#### The task:
Your answer should be the lines from the start of the records through the line with "if let Some(caps) = RENEW_RE.captures(input)", copied word for word.

(Collected data)
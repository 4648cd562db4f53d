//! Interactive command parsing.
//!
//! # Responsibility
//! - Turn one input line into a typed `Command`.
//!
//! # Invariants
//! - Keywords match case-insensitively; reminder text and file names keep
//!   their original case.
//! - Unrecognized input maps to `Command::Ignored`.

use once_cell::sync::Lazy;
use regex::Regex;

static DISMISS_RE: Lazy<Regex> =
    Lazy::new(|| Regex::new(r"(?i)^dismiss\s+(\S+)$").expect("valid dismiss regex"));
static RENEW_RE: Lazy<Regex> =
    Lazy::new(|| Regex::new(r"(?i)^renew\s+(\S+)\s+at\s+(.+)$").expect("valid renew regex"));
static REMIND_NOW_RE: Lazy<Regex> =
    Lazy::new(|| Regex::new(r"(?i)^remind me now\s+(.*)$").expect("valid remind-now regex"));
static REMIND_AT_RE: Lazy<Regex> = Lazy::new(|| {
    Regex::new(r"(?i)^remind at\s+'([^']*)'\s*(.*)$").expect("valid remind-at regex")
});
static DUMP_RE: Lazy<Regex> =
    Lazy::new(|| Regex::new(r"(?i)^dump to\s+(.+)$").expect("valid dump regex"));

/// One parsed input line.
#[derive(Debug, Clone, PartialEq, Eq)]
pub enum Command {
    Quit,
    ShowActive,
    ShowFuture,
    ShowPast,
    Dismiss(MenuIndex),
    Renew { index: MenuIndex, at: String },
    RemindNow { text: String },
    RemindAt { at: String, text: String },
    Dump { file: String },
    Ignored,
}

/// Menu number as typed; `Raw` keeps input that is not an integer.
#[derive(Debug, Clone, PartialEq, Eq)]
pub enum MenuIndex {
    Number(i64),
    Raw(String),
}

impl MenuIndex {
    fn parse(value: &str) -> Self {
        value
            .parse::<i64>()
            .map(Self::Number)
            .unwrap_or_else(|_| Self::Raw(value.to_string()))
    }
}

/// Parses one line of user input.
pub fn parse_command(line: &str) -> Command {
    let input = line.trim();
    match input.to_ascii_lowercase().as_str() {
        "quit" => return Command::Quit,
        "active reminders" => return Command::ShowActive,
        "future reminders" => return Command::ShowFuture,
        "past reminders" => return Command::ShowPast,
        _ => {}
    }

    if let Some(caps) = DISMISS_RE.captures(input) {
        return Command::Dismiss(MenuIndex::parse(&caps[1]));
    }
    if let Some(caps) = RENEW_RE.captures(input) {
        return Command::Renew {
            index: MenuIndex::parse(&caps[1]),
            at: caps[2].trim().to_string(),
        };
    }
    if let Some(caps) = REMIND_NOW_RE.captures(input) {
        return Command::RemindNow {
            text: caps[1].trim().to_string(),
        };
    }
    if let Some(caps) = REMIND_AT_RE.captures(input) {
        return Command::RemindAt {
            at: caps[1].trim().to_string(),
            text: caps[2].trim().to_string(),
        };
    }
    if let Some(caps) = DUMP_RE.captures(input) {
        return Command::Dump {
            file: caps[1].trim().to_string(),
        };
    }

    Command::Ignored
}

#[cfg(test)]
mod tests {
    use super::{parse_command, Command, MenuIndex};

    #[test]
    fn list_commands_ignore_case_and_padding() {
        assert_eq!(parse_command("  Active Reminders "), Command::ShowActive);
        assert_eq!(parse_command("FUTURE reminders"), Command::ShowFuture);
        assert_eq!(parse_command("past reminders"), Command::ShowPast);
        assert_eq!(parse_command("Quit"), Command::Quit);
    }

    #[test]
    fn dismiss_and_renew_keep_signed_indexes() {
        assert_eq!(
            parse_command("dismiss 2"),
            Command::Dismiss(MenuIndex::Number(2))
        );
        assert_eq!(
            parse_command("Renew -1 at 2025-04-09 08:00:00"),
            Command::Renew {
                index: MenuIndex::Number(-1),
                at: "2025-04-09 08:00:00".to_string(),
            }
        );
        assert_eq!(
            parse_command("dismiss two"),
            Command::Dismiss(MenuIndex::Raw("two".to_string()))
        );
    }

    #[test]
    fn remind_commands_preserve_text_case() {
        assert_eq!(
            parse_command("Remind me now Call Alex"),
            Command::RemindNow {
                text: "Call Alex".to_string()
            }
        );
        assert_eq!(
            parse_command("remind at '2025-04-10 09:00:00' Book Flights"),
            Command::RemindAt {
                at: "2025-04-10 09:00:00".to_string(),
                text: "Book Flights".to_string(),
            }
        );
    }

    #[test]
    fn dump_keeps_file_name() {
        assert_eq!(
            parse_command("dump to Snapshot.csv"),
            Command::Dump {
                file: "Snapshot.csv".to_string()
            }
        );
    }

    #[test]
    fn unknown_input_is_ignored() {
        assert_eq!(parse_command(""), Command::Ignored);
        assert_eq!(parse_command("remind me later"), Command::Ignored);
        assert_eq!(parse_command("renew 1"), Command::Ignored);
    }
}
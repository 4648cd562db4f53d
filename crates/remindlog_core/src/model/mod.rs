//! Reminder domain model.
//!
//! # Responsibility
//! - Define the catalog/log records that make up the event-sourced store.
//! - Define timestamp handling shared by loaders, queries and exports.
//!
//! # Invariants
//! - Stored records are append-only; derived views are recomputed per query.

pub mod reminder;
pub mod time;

#### Expected answer:
repository 4648cd562db4f53d
//! Interactive command parsing.
//!
//! # Responsibility
//! - Turn one input line into a typed `Command`.
//!
//! # Invariants
//! - Keywords match case-insensitively; reminder text and file names keep
//!   their original case.
//! - Unrecognized input maps to `Command::Ignored`.

use once_cell::sync::Lazy;
use regex::Regex;

static DISMISS_RE: Lazy<Regex> =
    Lazy::new(|| Regex::new(r"(?i)^dismiss\s+(\S+)$").expect("valid dismiss regex"));
static RENEW_RE: Lazy<Regex> =
    Lazy::new(|| Regex::new(r"(?i)^renew\s+(\S+)\s+at\s+(.+)$").expect("valid renew regex"));
static REMIND_NOW_RE: Lazy<Regex> =
    Lazy::new(|| Regex::new(r"(?i)^remind me now\s+(.*)$").expect("valid remind-now regex"));
static REMIND_AT_RE: Lazy<Regex> = Lazy::new(|| {
    Regex::new(r"(?i)^remind at\s+'([^']*)'\s*(.*)$").expect("valid remind-at regex")
});
static DUMP_RE: Lazy<Regex> =
    Lazy::new(|| Regex::new(r"(?i)^dump to\s+(.+)$").expect("valid dump regex"));

/// One parsed input line.
#[derive(Debug, Clone, PartialEq, Eq)]
pub enum Command {
    Quit,
    ShowActive,
    ShowFuture,
    ShowPast,
    Dismiss(MenuIndex),
    Renew { index: MenuIndex, at: String },
    RemindNow { text: String },
    RemindAt { at: String, text: String },
    Dump { file: String },
    Ignored,
}

/// Menu number as typed; `Raw` keeps input that is not an integer.
#[derive(Debug, Clone, PartialEq, Eq)]
pub enum MenuIndex {
    Number(i64),
    Raw(String),
}

impl MenuIndex {
    fn parse(value: &str) -> Self {
        value
            .parse::<i64>()
            .map(Self::Number)
            .unwrap_or_else(|_| Self::Raw(value.to_string()))
    }
}

/// Parses one line of user input.
pub fn parse_command(line: &str) -> Command {
    let input = line.trim();
    match input.to_ascii_lowercase().as_str() {
        "quit" => return Command::Quit,
        "active reminders" => return Command::ShowActive,
        "future reminders" => return Command::ShowFuture,
        "past reminders" => return Command::ShowPast,
        _ => {}
    }

    if let Some(caps) = DISMISS_RE.captures(input) {
        return Command::Dismiss(MenuIndex::parse(&caps[1]));
    }
    if let Some(caps) = RENEW_RE.captures(input) {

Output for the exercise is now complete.